:: WHAT THE TASK REQUIRES ::
Below are some records. Return exactly the lines from the one containing "a payment provider." through the one containing "let mut end = max;", both included, and only those.

:: SOURCE DATA ::
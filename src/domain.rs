//! Domain models: the course tree (course → unit → lesson → challenge), the
//! answer material owned by challenges (options, matching pairs), the word bank,
//! and per-user progress rows.

use std::{fmt, str::FromStr};

use serde::{Deserialize, Serialize};

use crate::error::AppError;

/// Row identifier. Tables assign ids serially starting at 1, so 0 never names a row.
pub type Id = u32;

/// Which exercise a challenge presents.
#[derive(Clone, Copy, Debug, PartialEq, Eq, Hash, Serialize, Deserialize)]
#[serde(rename_all = "SCREAMING_SNAKE_CASE")]
pub enum ChallengeType {
  /// Pick the single correct answer.
  Select,
  /// Assisted word construction: one of several correct characters.
  Assist,
  /// Pick the word that fills the blank in the question.
  FillBlank,
  /// Pair Batak terms with their Indonesian translation.
  Matching,
  /// Put words in sentence order.
  Arrange,
  /// Read-only introduction of a new word.
  VocabIntro,
}

impl ChallengeType {
  pub const ALL: [ChallengeType; 6] = [
    ChallengeType::Select,
    ChallengeType::Assist,
    ChallengeType::FillBlank,
    ChallengeType::Matching,
    ChallengeType::Arrange,
    ChallengeType::VocabIntro,
  ];

  pub fn as_str(&self) -> &'static str {
    match self {
      ChallengeType::Select => "SELECT",
      ChallengeType::Assist => "ASSIST",
      ChallengeType::FillBlank => "FILL_BLANK",
      ChallengeType::Matching => "MATCHING",
      ChallengeType::Arrange => "ARRANGE",
      ChallengeType::VocabIntro => "VOCAB_INTRO",
    }
  }

  /// Types whose answer material is a list of options (everything but MATCHING).
  pub fn uses_options(&self) -> bool {
    !matches!(self, ChallengeType::Matching)
  }
}

impl fmt::Display for ChallengeType {
  fn fmt(&self, f: &mut fmt::Formatter<'_>) -> fmt::Result {
    f.write_str(self.as_str())
  }
}

impl FromStr for ChallengeType {
  type Err = AppError;

  fn from_str(s: &str) -> Result<Self, Self::Err> {
    ChallengeType::ALL
      .into_iter()
      .find(|t| t.as_str() == s)
      .ok_or_else(|| AppError::Validation(format!("unknown challenge type '{}'", s)))
  }
}

#[derive(Clone, Debug, PartialEq, Serialize, Deserialize)]
#[serde(rename_all = "camelCase")]
pub struct Course {
  #[serde(default)] pub id: Id,
  pub title: String,
  pub image_src: String,
}

#[derive(Clone, Debug, PartialEq, Serialize, Deserialize)]
#[serde(rename_all = "camelCase")]
pub struct Unit {
  #[serde(default)] pub id: Id,
  pub course_id: Id,
  pub title: String,
  pub description: String,
  pub order: i32,
}

#[derive(Clone, Debug, PartialEq, Serialize, Deserialize)]
#[serde(rename_all = "camelCase")]
pub struct Lesson {
  #[serde(default)] pub id: Id,
  pub unit_id: Id,
  pub title: String,
  pub order: i32,
}

/// One exercise inside a lesson. `order` is unique within the lesson.
#[derive(Clone, Debug, PartialEq, Serialize, Deserialize)]
#[serde(rename_all = "camelCase")]
pub struct Challenge {
  #[serde(default)] pub id: Id,
  pub lesson_id: Id,
  #[serde(rename = "type")]
  pub kind: ChallengeType,
  pub question: String,
  pub order: i32,
}

/// A selectable answer. Several options of one challenge may be correct (ASSIST, ARRANGE).
#[derive(Clone, Debug, PartialEq, Serialize, Deserialize)]
#[serde(rename_all = "camelCase")]
pub struct ChallengeOption {
  #[serde(default)] pub id: Id,
  #[serde(default)] pub challenge_id: Id,
  pub text: String,
  pub correct: bool,
  #[serde(default)] pub image_src: Option<String>,
  #[serde(default)] pub audio_src: Option<String>,
}

/// Batak/Indonesian term pair owned by a MATCHING challenge.
#[derive(Clone, Debug, PartialEq, Serialize, Deserialize)]
#[serde(rename_all = "camelCase")]
pub struct MatchingPair {
  #[serde(default)] pub id: Id,
  #[serde(default)] pub challenge_id: Id,
  pub batak: String,
  pub indonesia: String,
  #[serde(default)] pub image_src: Option<String>,
}

#[derive(Clone, Debug, PartialEq, Serialize, Deserialize)]
#[serde(rename_all = "camelCase")]
pub struct Word {
  #[serde(default)] pub id: Id,
  pub batak: String,
  pub latin: String,
  pub indonesia: String,
  #[serde(default, rename = "type")] pub word_type: Option<String>,
  #[serde(default)] pub tags: Option<String>,
  #[serde(default)] pub image_url: Option<String>,
  #[serde(default)] pub audio_url: Option<String>,
}

#[derive(Clone, Debug, PartialEq, Serialize, Deserialize)]
#[serde(rename_all = "camelCase")]
pub struct Phrase {
  #[serde(default)] pub id: Id,
  pub batak: String,
  pub latin: String,
  pub indonesia: String,
  /// Comma separated word ids.
  #[serde(default)] pub component_word_ids: Option<String>,
}

#[derive(Clone, Debug, PartialEq, Serialize, Deserialize)]
#[serde(rename_all = "camelCase")]
pub struct StopWord {
  #[serde(default)] pub id: Id,
  pub word: String,
  pub language: String,
}

/// Completion marker for one (user, challenge).
#[derive(Clone, Debug, PartialEq, Serialize, Deserialize)]
#[serde(rename_all = "camelCase")]
pub struct ChallengeProgress {
  #[serde(default)] pub id: Id,
  pub user_id: String,
  pub challenge_id: Id,
  #[serde(default)] pub completed: bool,
}

pub const MAX_HEARTS: i32 = 5;

/// Profile row keyed by user id. Data only; hearts/points are not driven here.
#[derive(Clone, Debug, PartialEq, Serialize, Deserialize)]
#[serde(rename_all = "camelCase")]
pub struct UserProgress {
  pub user_id: String,
  pub user_name: String,
  pub user_image_src: String,
  #[serde(default)] pub active_course_id: Option<Id>,
  pub hearts: i32,
  pub points: i32,
}

impl UserProgress {
  pub fn new(user_id: impl Into<String>) -> Self {
    Self {
      user_id: user_id.into(),
      user_name: "User".into(),
      user_image_src: "/mascot.svg".into(),
      active_course_id: None,
      hearts: MAX_HEARTS,
      points: 0,
    }
  }
}

/// Billing snapshot. Stored as data only; nothing here talks to a payment provider.
#[derive(Clone, Debug, PartialEq, Serialize, Deserialize)]
#[serde(rename_all = "camelCase")]
pub struct UserSubscription {
  #[serde(default)] pub id: Id,
  pub user_id: String,
  pub stripe_customer_id: String,
  pub stripe_subscription_id: String,
  pub stripe_price_id: String,
  /// Unix seconds.
  pub stripe_current_period_end: i64,
}

#[cfg(test)]
mod tests {
  use super::*;

  #[test]
  fn challenge_type_parses_every_tag() {
    for t in ChallengeType::ALL {
      assert_eq!(t.as_str().parse::<ChallengeType>().unwrap(), t);
    }
    assert!("TRUE_FALSE".parse::<ChallengeType>().is_err());
    assert!("select".parse::<ChallengeType>().is_err());
  }

  #[test]
  fn challenge_serializes_type_tag() {
    let c = Challenge { id: 1, lesson_id: 2, kind: ChallengeType::FillBlank, question: "q".into(), order: 3 };
    let v = serde_json::to_value(&c).unwrap();
    assert_eq!(v["type"], "FILL_BLANK");
    assert_eq!(v["lessonId"], 2);
  }
}
//! Small utility helpers used across modules.

/// Keyboard shortcut for the option at `index` (0-based): "1", "2", ...
pub fn number_shortcut(index: usize) -> String {
  (index + 1).to_string()
}

/// Letter shortcut for the right column of a matching board: "A", "B", ...
/// Past "Z" it continues as "AA", "AB", ... so labels stay unique.
pub fn letter_shortcut(index: usize) -> String {
  let mut n = index;
  let mut out = Vec::new();
  loop {
    out.push(b'A' + (n % 26) as u8);
    if n < 26 { break; }
    n = n / 26 - 1;
  }
  out.reverse();
  String::from_utf8_lossy(&out).into_owned()
}

/// Log-safe truncation for large strings.
/// Cuts on a char boundary so Batak script never splits mid-codepoint.
pub fn trunc_for_log(s: &str, max: usize) -> String {
  if s.len() <= max { return s.to_string(); }
  let mut end = max;
  while !s.is_char_boundary(end) { end -= 1; }
  format!("{}… ({} bytes total)", &s[..end], s.len())
}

:: RESULT FOR THIS EXERCISE ::
/// Billing snapshot. Stored as data only; nothing here talks to a payment provider.
#[derive(Clone, Debug, PartialEq, Serialize, Deserialize)]
#[serde(rename_all = "camelCase")]
pub struct UserSubscription {
  #[serde(default)] pub id: Id,
  pub user_id: String,
  pub stripe_customer_id: String,
  pub stripe_subscription_id: String,
  pub stripe_price_id: String,
  /// Unix seconds.
  pub stripe_current_period_end: i64,
}

#[cfg(test)]
mod tests {
  use super::*;

  #[test]
  fn challenge_type_parses_every_tag() {
    for t in ChallengeType::ALL {
      assert_eq!(t.as_str().parse::<ChallengeType>().unwrap(), t);
    }
    assert!("TRUE_FALSE".parse::<ChallengeType>().is_err());
    assert!("select".parse::<ChallengeType>().is_err());
  }

  #[test]
  fn challenge_serializes_type_tag() {
    let c = Challenge { id: 1, lesson_id: 2, kind: ChallengeType::FillBlank, question: "q".into(), order: 3 };
    let v = serde_json::to_value(&c).unwrap();
    assert_eq!(v["type"], "FILL_BLANK");
    assert_eq!(v["lessonId"], 2);
  }
}
//! Small utility helpers used across modules.

/// Keyboard shortcut for the option at `index` (0-based): "1", "2", ...
pub fn number_shortcut(index: usize) -> String {
  (index + 1).to_string()
}

/// Letter shortcut for the right column of a matching board: "A", "B", ...
/// Past "Z" it continues as "AA", "AB", ... so labels stay unique.
pub fn letter_shortcut(index: usize) -> String {
  let mut n = index;
  let mut out = Vec::new();
  loop {
    out.push(b'A' + (n % 26) as u8);
    if n < 26 { break; }
    n = n / 26 - 1;
  }
  out.reverse();
  String::from_utf8_lossy(&out).into_owned()
}

/// Log-safe truncation for large strings.
/// Cuts on a char boundary so Batak script never splits mid-codepoint.
pub fn trunc_for_log(s: &str, max: usize) -> String {
  if s.len() <= max { return s.to_string(); }
  let mut end = max;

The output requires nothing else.